The Fashion Trade: Past, Present and Future?

We have a fashion problem. No, I don’t just mean that older women often struggle to find clothes they like/can wear/can afford on the high street. Professor Julia Twigg has written about this – how older women ‘have long been subject to social pressure to tone down, to adopt self-effacing, covered-up styles’, although she says to some extent this might be changing. To me the bigger picture is that the fashion industry is one of the biggest polluters in the world (Lindsay Brown, 2019), using massive quantities of water and producing waste. Did you know that when people return clothes bought online on a ‘try before you buy’ basis, it is common for the returned clothing to end up in landfill? (Harriet Constable,BBC). The drive towards cheaper and cheaper clothes – some worn just once or twice – also means that poorly paid garment workers in low income countries work for long hours in unsafe conditions.

However, many younger people are becoming more active in fighting climate change and recognising that everybody’s well-being is ‘corrupted and compromised by the political and economic systems that promote and support our modern, consumer-focussed lifestyles’ (Extinction Rebellion) I argue that working for change in the way we produce and use clothing is one area where older generations can contribute to thinking differently about what we are doing.

I remember wartime and post-WW2 austerity and make-do-and-mend. Fabrics were in short supply so people had to be inventive: wedding dresses made out of curtains, socks for the troops hand-knitted, clothes and shoes repaired and passed along until they could not be repaired any more. The expectation was for things to last and be cherished, not thrown out after a few wears because ‘fashion’ changed.

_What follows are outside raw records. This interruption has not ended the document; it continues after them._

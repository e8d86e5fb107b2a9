//! License acceptance.

use std::env;

use crate::LICENSE_ENV_VAR;

/// Whether the user accepted the license agreement through the environment.
/// The engine enforces this at operator creation; this helper lets bindings
/// and the fixture engine apply the same rule.
pub fn license_accepted() -> bool {
    match env::var(LICENSE_ENV_VAR) {
        Ok(v) => {
            let v = v.trim().to_lowercase();
            v == "y" || v == "yes" || v == "true" || v == "1"
        }
        Err(_) => false,
    }
}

So it is encouraging that there has been a move by some young people to shake things up a bit by making businesses that re-use clothes instead of letting them be thrown away (Sarah Butler, 2018, The Guardian). I believe that those of us who are old enough to remember how to improvise, how to alter and adapt clothing, and how to repair and mend, have a lot to offer younger people by sharing these skills. It will be a small contribution to cutting down on the waste of energy and water, but a big contribution to intergenerational understanding and changing how we all think about the clothes that we wear.

Teresa Lefort in conversation with Caroline Holland

Please feedback on this topic. All contributions to the debate gratefully received.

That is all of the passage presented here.